§ **EXERCISE MATERIAL**
· · · ·
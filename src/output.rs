use serde::Serialize;

use crate::cli::Format;
use crate::hardware::types::{Report, Section};
use crate::view::ReportView;

/// Plain-text form of something the CLI can print.
pub trait TextRender {
    fn to_text(&self) -> String;
}

impl TextRender for Report {
    fn to_text(&self) -> String {
        self.render()
    }
}

impl TextRender for Section {
    fn to_text(&self) -> String {
        self.render()
    }
}

pub fn format_data<T: Serialize + TextRender>(
    data: &T,
    format: Format,
) -> Result<String, Box<dyn std::error::Error>> {
    let text = match format {
        Format::Json => serde_json::to_string_pretty(data)?,
        Format::Yaml => serde_yaml::to_string(data)?,
        Format::Text => data.to_text(),
    };
    Ok(text)
}

pub fn output_data<T: Serialize + TextRender>(
    data: &T,
    format: Format,
    view: &mut dyn ReportView,
) -> Result<(), Box<dyn std::error::Error>> {
    view.replace(&format_data(data, format)?);
    Ok(())
}

pub fn print_error(message: &str) {
    eprintln!("\x1b[31m❌ Error: {}\x1b[0m", message);
}

pub fn print_warning(message: &str) {
    println!("\x1b[33m⚠️  Warning: {}\x1b[0m", message);
}

pub fn print_info(message: &str) {
    println!("ℹ️  {}", message);
}
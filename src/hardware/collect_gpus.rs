use tracing::debug;

use crate::error::CollectError;
use crate::hardware::collect_cpu::format_temperature;
use crate::hardware::sources::{Capability, GpuLibrary, GpuSession, SystemSource};
use crate::hardware::types::{FanReading, GpuFanEntry, Section, SectionKind};

pub const NVML_MISSING: &str = "GPU Fan Info: NVIDIA management library (NVML) not found. \
Install the NVIDIA driver to get NVIDIA GPU fan speed.";

pub fn collect_gpus(
    system: &dyn SystemSource,
    library: &Capability<Box<dyn GpuLibrary>>,
) -> Result<Section, CollectError> {
    let mut section = Section::new(SectionKind::Gpu);
    section.push(format!(
        "GPU Temperature: {}",
        format_temperature(system.gpu_temperature())
    ));

    let library = match library.require() {
        Ok(library) => library,
        Err(e) => {
            debug!(error = %e, "skipping GPU fan readings");
            section.push(NVML_MISSING);
            return Ok(section);
        }
    };

    section.push("GPU Fan Info (NVIDIA only):");
    match read_fan_entries(library.as_ref()) {
        Ok(entries) => {
            for entry in &entries {
                section.push(render_fan_entry(entry));
            }
        }
        Err(e) => section.push(format!("Could not read NVIDIA GPU fan info: {}", e)),
    }

    Ok(section)
}

/// Opens one library session, reads every device, and releases the session.
pub fn read_fan_entries(library: &dyn GpuLibrary) -> Result<Vec<GpuFanEntry>, CollectError> {
    let session = library.open()?;
    let count = session.device_count()?;
    let entries = (0..count).map(|index| read_fan_entry(session.as_ref(), index)).collect();
    drop(session);
    Ok(entries)
}

fn read_fan_entry(session: &dyn GpuSession, index: u32) -> GpuFanEntry {
    let name = session.device_name(index).unwrap_or_else(|e| {
        debug!(index, error = %e, "could not read GPU name");
        "unknown device".to_string()
    });

    let reading = match session.fan_speed(index) {
        Ok(speed) => FanReading::Percent(speed),
        Err(e) if e.is_unsupported() => FanReading::NotSupported,
        Err(e) => FanReading::Error(e.to_string()),
    };

    GpuFanEntry { index, name, reading }
}

fn render_fan_entry(entry: &GpuFanEntry) -> String {
    let prefix = format!("GPU {} ({})", entry.index, entry.name);
    match &entry.reading {
        FanReading::Percent(speed) => format!("{}: Fan Speed: {}%", prefix, speed),
        FanReading::NotSupported => format!("{}: Fan speed reading not supported.", prefix),
        FanReading::Error(message) => format!("{}: Error reading fan speed: {}", prefix, message),
    }
}

#[cfg(test)]
mod tests {
    use super::*;
    use crate::hardware::sources::fakes::{FakeFan, FakeGpu, FakeSystem};

    #[test]
    fn test_absent_library_emits_single_hint() {
        let library: Capability<Box<dyn GpuLibrary>> = Capability::Absent("not found".into());
        let section = collect_gpus(&FakeSystem::default(), &library).unwrap();
        assert_eq!(
            section.lines,
            vec!["GPU Temperature: unavailable".to_string(), NVML_MISSING.to_string()]
        );
    }

    #[test]
    fn test_one_line_per_device_for_each_outcome() {
        let gpu = FakeGpu::new(vec![
            ("GeForce RTX 3080", FakeFan::Speed(41)),
            ("Tesla T4", FakeFan::Unsupported),
            ("A100", FakeFan::Fails("Unknown Error")),
        ]);
        let sessions = gpu.open_sessions.clone();
        let library: Capability<Box<dyn GpuLibrary>> = Capability::Available(Box::new(gpu));
        let system = FakeSystem {
            gpu_temperature: Some(61.0),
            ..FakeSystem::default()
        };

        let section = collect_gpus(&system, &library).unwrap();

        assert_eq!(
            section.lines,
            vec![
                "GPU Temperature: 61.0°C",
                "GPU Fan Info (NVIDIA only):",
                "GPU 0 (GeForce RTX 3080): Fan Speed: 41%",
                "GPU 1 (Tesla T4): Fan speed reading not supported.",
                "GPU 2 (A100): Error reading fan speed: NVML query failed: Unknown Error",
            ]
        );
        assert_eq!(sessions.get(), 0, "session must be released");
    }

    #[test]
    fn test_open_failure_reports_single_line() {
        let mut gpu = FakeGpu::new(vec![("GeForce GTX 1080", FakeFan::Speed(30))]);
        gpu.fail_open = true;
        let library: Capability<Box<dyn GpuLibrary>> = Capability::Available(Box::new(gpu));

        let section = collect_gpus(&FakeSystem::default(), &library).unwrap();
        assert_eq!(
            section.lines[2],
            "Could not read NVIDIA GPU fan info: NVML query failed: Driver Not Loaded"
        );
        assert_eq!(section.lines.len(), 3);
    }

    #[test]
    fn test_repeated_reads_do_not_leak_sessions() {
        let gpu = FakeGpu::new(vec![("GeForce RTX 4090", FakeFan::Speed(0))]);
        for _ in 0..3 {
            let entries = read_fan_entries(&gpu).unwrap();
            assert_eq!(entries[0].reading, FanReading::Percent(0));
        }
        assert_eq!(gpu.open_sessions.get(), 0);
    }
}
//! Full-screen report panel.
//!
//! One scrollable read-only text area. Refresh re-runs report assembly on the
//! event loop thread and swaps the text in one piece.

use std::io;
use std::time::Duration;

use crossterm::event::{self, Event, KeyCode, KeyEvent, KeyEventKind};
use crossterm::execute;
use crossterm::terminal::{
    disable_raw_mode, enable_raw_mode, EnterAlternateScreen, LeaveAlternateScreen,
};
use ratatui::backend::CrosstermBackend;
use ratatui::layout::{Constraint, Direction, Layout, Rect};
use ratatui::style::{Color, Modifier, Style};
use ratatui::text::{Line, Span};
use ratatui::widgets::{Block, Borders, Paragraph};
use ratatui::Terminal;
use tracing::info;

use crate::view::ReportView;

const POLL_TIME: Duration = Duration::from_millis(250);
const PAGE: u16 = 10;

struct TerminalGuard;

impl TerminalGuard {
    fn enter() -> io::Result<Self> {
        enable_raw_mode()?;
        execute!(io::stdout(), EnterAlternateScreen)?;
        Ok(Self)
    }
}

impl Drop for TerminalGuard {
    fn drop(&mut self) {
        let _ = disable_raw_mode();
        let _ = execute!(io::stdout(), LeaveAlternateScreen);
    }
}

#[derive(Debug, Clone, Copy, PartialEq, Eq)]
pub enum PanelAction {
    Refresh,
    Exit,
    None,
}

/// Panel state: the current report text and how far it is scrolled.
#[derive(Default)]
pub struct PanelView {
    text: String,
    scroll: u16,
    refreshing: bool,
}

impl ReportView for PanelView {
    fn replace(&mut self, text: &str) {
        self.text = text.to_string();
        self.scroll = self.scroll.min(self.max_scroll());
        self.refreshing = false;
    }
}

impl PanelView {
    #[cfg(test)]
    pub fn text(&self) -> &str {
        &self.text
    }

    #[cfg(test)]
    pub fn scroll(&self) -> u16 {
        self.scroll
    }

    fn max_scroll(&self) -> u16 {
        let lines = self.text.lines().count().saturating_sub(1);
        u16::try_from(lines).unwrap_or(u16::MAX)
    }

    fn scroll_by(&mut self, delta: i32) {
        let next = (self.scroll as i32 + delta).clamp(0, self.max_scroll() as i32);
        self.scroll = next as u16;
    }

    pub fn handle_key(&mut self, key: KeyEvent) -> PanelAction {
        if key.kind != KeyEventKind::Press {
            return PanelAction::None;
        }

        match key.code {
            KeyCode::Char('q') | KeyCode::Esc => return PanelAction::Exit,
            KeyCode::Char('r') | KeyCode::F(5) => {
                self.refreshing = true;
                return PanelAction::Refresh;
            }
            KeyCode::Up => self.scroll_by(-1),
            KeyCode::Down => self.scroll_by(1),
            KeyCode::PageUp => self.scroll_by(-(PAGE as i32)),
            KeyCode::PageDown => self.scroll_by(PAGE as i32),
            KeyCode::Home => self.scroll = 0,
            KeyCode::End => self.scroll = self.max_scroll(),
            _ => {}
        }
        PanelAction::None
    }

    fn draw(&self, area: Rect, f: &mut ratatui::Frame) {
        let layout = Layout::default()
            .direction(Direction::Vertical)
            .constraints([
                Constraint::Min(0),    // report
                Constraint::Length(1), // footer
            ])
            .split(area);

        let body = Paragraph::new(self.text.as_str())
            .block(
                Block::default()
                    .borders(Borders::ALL)
                    .title(" PC Monitor "),
            )
            .scroll((self.scroll, 0));
        f.render_widget(body, layout[0]);

        let key_style = Style::default()
            .fg(Color::Cyan)
            .add_modifier(Modifier::BOLD);
        let mut footer = vec![
            Span::styled(" r/F5", key_style),
            Span::raw(" refresh  "),
            Span::styled("q/Esc", key_style),
            Span::raw(" exit  "),
            Span::styled("↑↓ PgUp PgDn", key_style),
            Span::raw(" scroll"),
        ];
        if self.refreshing {
            footer.push(Span::styled(
                "   collecting...",
                Style::default().fg(Color::Yellow),
            ));
        }
        f.render_widget(Paragraph::new(Line::from(footer)), layout[1]);
    }
}

/// Runs the panel until the user exits. `refresh` builds the report text.
pub fn run_panel<F>(mut refresh: F) -> io::Result<()>
where
    F: FnMut() -> String,
{
    let _guard = TerminalGuard::enter()?;

    let backend = CrosstermBackend::new(io::stdout());
    let mut terminal = Terminal::new(backend)?;
    terminal.clear()?;

    let mut view = PanelView {
        refreshing: true,
        ..PanelView::default()
    };
    terminal.draw(|f| view.draw(f.area(), f))?;
    view.replace(&refresh());

    loop {
        terminal.draw(|f| view.draw(f.area(), f))?;

        if !event::poll(POLL_TIME)? {
            continue;
        }
        if let Event::Key(key) = event::read()? {
            match view.handle_key(key) {
                PanelAction::Exit => break,
                PanelAction::Refresh => {
                    info!("panel refresh requested");
                    // Show the pending state before blocking on collection.
                    terminal.draw(|f| view.draw(f.area(), f))?;
                    view.replace(&refresh());
                }
                PanelAction::None => {}
            }
        }
    }

    Ok(())
}
use tracing::debug;

use crate::hardware::{collect_full_report, detect_capabilities, SAMPLE_WINDOW};
use crate::panel::run_panel;

pub fn handle_panel_command() -> Result<(), Box<dyn std::error::Error>> {
    let caps = detect_capabilities();

    run_panel(|| {
        debug!("assembling report for panel");
        collect_full_report(&caps, SAMPLE_WINDOW).render()
    })?;
    Ok(())
}
use crate::common::{hold_frames, TestClient};
use serial_test::serial;
use spyglass::bridge;
use spyglass::bridge::transport::EvalResponse;

#[test]
#[serial]
fn test_command_round_trip() {
    let server = bridge::start(0).unwrap();
    let mut client = TestClient::connect(server.port);

    assert_eq!(client.eval_output("1 + 1"), "2\n");
    assert_eq!(client.eval_output("print('hi')"), "hi\n");
    assert_eq!(client.eval_output("x = 5"), "");
    assert_eq!(client.eval_output("x"), "5\n");
    assert_eq!(client.eval_output("print(x)\n"), "5\n");
}

#[test]
#[serial]
fn test_fault_is_textual_and_session_survives() {
    let server = bridge::start(0).unwrap();
    let mut client = TestClient::connect(server.port);

    client.eval_output("x = 3");
    assert_eq!(client.eval_output("x / 0"), "error: division by zero\n");
    assert_eq!(client.eval_output("unbound"), "error: unbound not found\n");
    // Bindings made before the fault are intact.
    assert_eq!(client.eval_output("x"), "3\n");
}

#[test]
#[serial]
fn test_incomplete_fragment_accumulates() {
    let server = bridge::start(0).unwrap();
    let mut client = TestClient::connect(server.port);

    let response = client.eval("xs = [1,");
    assert_eq!(
        response,
        EvalResponse::Result {
            more: true,
            output: String::new()
        }
    );

    assert_eq!(client.eval_output("xs = [1,\n2, 3]"), "");
    assert_eq!(client.eval_output("len(xs)"), "3\n");
}

#[test]
#[serial]
fn test_sessions_are_isolated() {
    let server = bridge::start(0).unwrap();
    let mut first = TestClient::connect(server.port);
    let mut second = TestClient::connect(server.port);

    first.eval_output("secret = 41");
    assert_eq!(second.eval_output("secret"), "error: secret not found\n");

    // Identical source against fresh namespaces behaves identically.
    assert_eq!(first.eval_output("7 * 6"), second.eval_output("7 * 6"));
}

#[test]
#[serial]
fn test_toolkit_banner_is_bound() {
    let server = bridge::start(0).unwrap();
    let mut client = TestClient::connect(server.port);

    let banner = client.eval_output("print(banner)");
    assert!(banner.contains("spyglass console"), "banner: {banner}");
}

#[test]
#[serial]
fn test_thread_dump_shows_instrumented_threads() {
    let main_hold = hold_frames("dump-main", vec!["main_outer", "main_inner"]);
    let worker_hold = hold_frames("dump-worker", vec!["worker_loop"]);

    let server = bridge::start(0).unwrap();
    let mut client = TestClient::connect(server.port);

    let dump = client.eval_output("threads()");
    assert!(dump.contains("\"dump-main\""), "dump: {dump}");
    assert!(dump.contains("\"dump-worker\""), "dump: {dump}");
    assert!(dump.contains("worker_loop"));

    // Innermost frame first within a thread block.
    let inner = dump.find("main_inner").unwrap();
    let outer = dump.find("main_outer").unwrap();
    assert!(inner < outer, "dump: {dump}");

    // Selector narrows the dump to one thread.
    let dump = client.eval_output("threads('dump-worker')");
    assert!(dump.contains("\"dump-worker\""));
    assert!(!dump.contains("\"dump-main\""));

    let missing = client.eval_output("threads('no-such-thread')");
    assert!(missing.starts_with("error: no thread matches"));

    drop(worker_hold);
    drop(main_hold);
}

#[test]
#[serial]
fn test_frame_cursor_over_the_wire() {
    let hold = hold_frames("cursor-wire", vec!["wire_outer", "wire_inner"]);

    let server = bridge::start(0).unwrap();
    let mut client = TestClient::connect(server.port);

    assert_eq!(client.eval_output("q = frame('cursor-wire')"), "");
    assert_eq!(client.eval_output("q['ticks']"), "7\n");

    // Rendering a frame shows the context of its active frame.
    assert!(client.eval_output("q").contains("wire_inner"));

    assert!(client.eval_output("q.up()").contains("wire_outer"));
    // Outermost frame: up() stays put.
    assert!(client.eval_output("q.up()").contains("wire_outer"));
    assert!(client.eval_output("q.down()").contains("wire_inner"));

    assert!(client.eval_output("q.locals()").contains("ticks"));

    // The cursor is read-only.
    assert_eq!(
        client.eval_output("q['ticks'] = 0"),
        "error: unsupported operation: frame cursor is read-only, investigation only\n"
    );

    drop(hold);
}

#[test]
#[serial]
fn test_heap_report_over_the_wire() {
    let server = bridge::start(0).unwrap();
    let mut client = TestClient::connect(server.port);

    let report = client.eval_output("heap()");
    assert!(report.contains("resident:"), "report: {report}");
    assert!(report.contains("virtual:"), "report: {report}");
}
· · · ·
§ **TASK STATEMENT**
Out of the material above, select every line that holds the string "spyglass".

§ **ANSWER TO THIS TASK**
use spyglass::bridge;
use spyglass::bridge::transport::EvalResponse;
    assert!(banner.contains("spyglass console"), "banner: {banner}");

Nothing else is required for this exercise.